In [15]:
import torch
import torch.utils.data
import matplotlib.pyplot as plt
%matplotlib notebook

import numpy as np
import sklearn.datasets

var = torch.autograd.Variable
ftn = torch.FloatTensor
ltn = torch.LongTensor

import collections

In [16]:
X_all, y_all = sklearn.datasets.make_moons(n_samples=1000, shuffle=False, noise=0.15, random_state=42)
X0_all = X_all[y_all == 0]
X1_all = X_all[y_all == 1]
i_labeled = 400

half_n_labeled = 3


Xu, yu = sklearn.datasets.make_moons(n_samples=1000, shuffle=False, noise=0.15, random_state=42)
X0u = Xu[yu == 0]
X1u = Xu[yu == 1]

Xl, yl = sklearn.datasets.make_moons(n_samples=4*half_n_labeled, shuffle=False, noise=0.15, random_state=43)
X0l = Xl[yl == 0][:half_n_labeled]
X1l = Xl[yl == 1][:half_n_labeled]

fig, ax = plt.subplots()
ax.scatter(X0u[:, 0], X0u[:, 1], c="green")
ax.scatter(X1u[:, 0], X1u[:, 1], c="purple")
ax.scatter(X0l[:, 0], X0l[:, 1], c="blue")
ax.scatter(X1l[:, 0], X1l[:, 1], c="red")

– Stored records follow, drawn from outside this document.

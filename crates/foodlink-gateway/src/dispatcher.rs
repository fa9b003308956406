use std::collections::{HashMap, HashSet};
use std::sync::Arc;

use async_trait::async_trait;
use tokio::sync::{RwLock, mpsc};
use tracing::trace;
use uuid::Uuid;

use foodlink_engine::directory::{ChannelDirectory, ConnectionId};
use foodlink_types::events::{Audience, ServerEvent};
use foodlink_types::models::Principal;

struct ConnectionEntry {
    principal: Principal,
    tx: mpsc::UnboundedSender<ServerEvent>,
    rooms: HashSet<Audience>,
}

/// In-process directory of live connections and room memberships.
///
/// Lock order is always `connections` then `rooms`.
#[derive(Clone, Default)]
pub struct Dispatcher {
    inner: Arc<DispatcherInner>,
}

#[derive(Default)]
struct DispatcherInner {
    /// conn_id -> principal, outbound channel, joined rooms
    connections: RwLock<HashMap<ConnectionId, ConnectionEntry>>,

    /// audience -> member connections
    rooms: RwLock<HashMap<Audience, HashSet<ConnectionId>>>,
}

impl Dispatcher {
    pub fn new() -> Self {
        Self::default()
    }

    pub async fn connection_count(&self) -> usize {
        self.inner.connections.read().await.len()
    }

    /// Rooms a connection currently belongs to.
    pub async fn memberships(&self, conn_id: ConnectionId) -> HashSet<Audience> {
        self.inner
            .connections
            .read()
            .await
            .get(&conn_id)
            .map(|entry| entry.rooms.clone())
            .unwrap_or_default()
    }
}

#[async_trait]
impl ChannelDirectory for Dispatcher {
    async fn register(&self, principal: &Principal) -> (ConnectionId, mpsc::UnboundedReceiver<ServerEvent>) {
        let conn_id = Uuid::new_v4();
        let (tx, rx) = mpsc::unbounded_channel();
        let auto = [
            Audience::User(principal.user_id),
            Audience::Role(principal.role),
        ];

        let mut connections = self.inner.connections.write().await;
        let mut rooms = self.inner.rooms.write().await;
        for audience in auto {
            rooms.entry(audience).or_default().insert(conn_id);
        }
        connections.insert(
            conn_id,
            ConnectionEntry {
                principal: principal.clone(),
                tx,
                rooms: auto.into_iter().collect(),
            },
        );
        (conn_id, rx)
    }

    async fn unregister(&self, conn_id: ConnectionId) {
        let mut connections = self.inner.connections.write().await;
        let Some(entry) = connections.remove(&conn_id) else {
            return;
        };

        trace!(
            "Dropping {} from {} room(s)",
            entry.principal.name,
            entry.rooms.len()
        );
        let mut rooms = self.inner.rooms.write().await;
        for audience in entry.rooms {
            if let Some(members) = rooms.get_mut(&audience) {
                members.remove(&conn_id);
                if members.is_empty() {
                    rooms.remove(&audience);
                }
            }
        }
    }

    async fn join(&self, conn_id: ConnectionId, audience: Audience) -> bool {
        let mut connections = self.inner.connections.write().await;
        let Some(entry) = connections.get_mut(&conn_id) else {
            return false;
        };
        entry.rooms.insert(audience);
        self.inner
            .rooms
            .write()
            .await
            .entry(audience)
            .or_default()
            .insert(conn_id);
        true
    }

    async fn leave(&self, conn_id: ConnectionId, audience: Audience) -> bool {
        let mut connections = self.inner.connections.write().await;
        let Some(entry) = connections.get_mut(&conn_id) else {
            return false;
        };
        if !entry.rooms.remove(&audience) {
            return false;
        }

        let mut rooms = self.inner.rooms.write().await;
        if let Some(members) = rooms.get_mut(&audience) {
            members.remove(&conn_id);
            if members.is_empty() {
                rooms.remove(&audience);
            }
        }
        true
    }

    async fn lookup(&self, audience: Audience) -> Vec<ConnectionId> {
        self.inner
            .rooms
            .read()
            .await
            .get(&audience)
            .map(|members| members.iter().copied().collect())
            .unwrap_or_default()
    }

    async fn send_to_connection(&self, conn_id: ConnectionId, event: ServerEvent) -> bool {
        let connections = self.inner.connections.read().await;
        match connections.get(&conn_id) {
            Some(entry) => entry.tx.send(event).is_ok(),
            None => false,
        }
    }

    async fn deliver(&self, audiences: &[Audience], event: &ServerEvent) -> usize {
        let connections = self.inner.connections.read().await;
        let targets: HashSet<ConnectionId> = {
            let rooms = self.inner.rooms.read().await;
            audiences
                .iter()
                .filter_map(|audience| rooms.get(audience))
                .flatten()
                .copied()
                .collect()
        };

        let mut delivered = 0;
        for conn_id in targets {
            // A closed receiver means the socket is going away; skip it.
            if let Some(entry) = connections.get(&conn_id) {
                if entry.tx.send(event.clone()).is_ok() {
                    delivered += 1;
                }
            }
        }
        trace!("Delivered to {} connection(s)", delivered);
        delivered
    }
}

#[cfg(test)]
mod tests {
    use super::*;
    use foodlink_types::models::Role;

    fn principal(role: Role) -> Principal {
        Principal {
            user_id: Uuid::new_v4(),
            name: role.to_string(),
            role,
            verified: true,
        }
    }

    fn ping() -> ServerEvent {
        ServerEvent::Error {
            code: "test".into(),
            message: "ping".into(),
        }
    }

    #[tokio::test]
    async fn register_joins_own_user_and_role_rooms() {
        let dispatcher = Dispatcher::new();
        let admin = principal(Role::Admin);
        let (conn, _rx) = dispatcher.register(&admin).await;

        assert_eq!(
            dispatcher.lookup(Audience::User(admin.user_id)).await,
            vec![conn]
        );
        assert_eq!(dispatcher.lookup(Audience::Role(Role::Admin)).await, vec![conn]);
        assert!(dispatcher.lookup(Audience::Role(Role::Receiver)).await.is_empty());
    }

    #[tokio::test]
    async fn overlapping_audiences_deliver_once() {
        let dispatcher = Dispatcher::new();
        let admin = principal(Role::Admin);
        let (conn, mut rx) = dispatcher.register(&admin).await;
        let post = Audience::Post(Uuid::new_v4());
        assert!(dispatcher.join(conn, post).await);

        let n = dispatcher
            .deliver(
                &[Audience::User(admin.user_id), post, Audience::Role(Role::Admin)],
                &ping(),
            )
            .await;
        assert_eq!(n, 1);
        assert!(rx.try_recv().is_ok());
        assert!(rx.try_recv().is_err());
    }

    #[tokio::test]
    async fn unregister_drops_every_membership() {
        let dispatcher = Dispatcher::new();
        let receiver = principal(Role::Receiver);
        let (conn, _rx) = dispatcher.register(&receiver).await;
        let post = Audience::Post(Uuid::new_v4());
        dispatcher.join(conn, post).await;

        dispatcher.unregister(conn).await;
        assert!(dispatcher.lookup(post).await.is_empty());
        assert!(dispatcher.lookup(Audience::Role(Role::Receiver)).await.is_empty());
        assert_eq!(dispatcher.connection_count().await, 0);
        assert!(!dispatcher.join(conn, post).await);
        assert_eq!(dispatcher.deliver(&[post], &ping()).await, 0);
    }

    #[tokio::test]
    async fn leave_only_affects_that_room() {
        let dispatcher = Dispatcher::new();
        let donor = principal(Role::Donor);
        let (conn, _rx) = dispatcher.register(&donor).await;
        let a = Audience::Post(Uuid::new_v4());
        let b = Audience::Post(Uuid::new_v4());
        dispatcher.join(conn, a).await;
        dispatcher.join(conn, b).await;

        assert!(dispatcher.leave(conn, a).await);
        assert!(!dispatcher.leave(conn, a).await);
        assert!(dispatcher.lookup(a).await.is_empty());
        assert_eq!(dispatcher.lookup(b).await, vec![conn]);
        assert!(dispatcher.memberships(conn).await.contains(&b));
    }

    #[tokio::test]
    async fn two_tabs_of_one_user_both_receive() {
        let dispatcher = Dispatcher::new();
        let donor = principal(Role::Donor);
        let (_c1, mut rx1) = dispatcher.register(&donor).await;
        let (_c2, mut rx2) = dispatcher.register(&donor).await;

        let n = dispatcher
            .deliver(&[Audience::User(donor.user_id)], &ping())
            .await;
        assert_eq!(n, 2);
        assert!(rx1.try_recv().is_ok());
        assert!(rx2.try_recv().is_ok());
    }
}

<IPython.core.display.Javascript object>

<matplotlib.collections.PathCollection at 0x1a16c8a908>

In [21]:
def _make_namer():
    tbl = dict()
    seen = set()
    def namer(name):
        if name in tbl:
            tbl[name] += 1
        else:
            tbl[name] = 0
        ret = f"{name}_{tbl[name]}"
        assert ret not in seen
        seen.add(ret)
        return ret
    return namer


def dkl(logp, logq):
    """D_KL(p || q) = ∑p×(log(p) - log(q))
    """
    logp = torch.nn.functional.log_softmax(logp, dim=1)
    logq = torch.nn.functional.log_softmax(logq, dim=1)
    p = torch.exp(logp)
    return (p*(logp - logq)).sum(dim=1, keepdim=True)
    # return torch.nn.functional.kl_div(torch.nn.functional.log_softmax(logq, dim=1), 
    #                                   torch.nn.functional.softmax(logp, dim=1),
    #                                   reduce=False).sum(dim=1)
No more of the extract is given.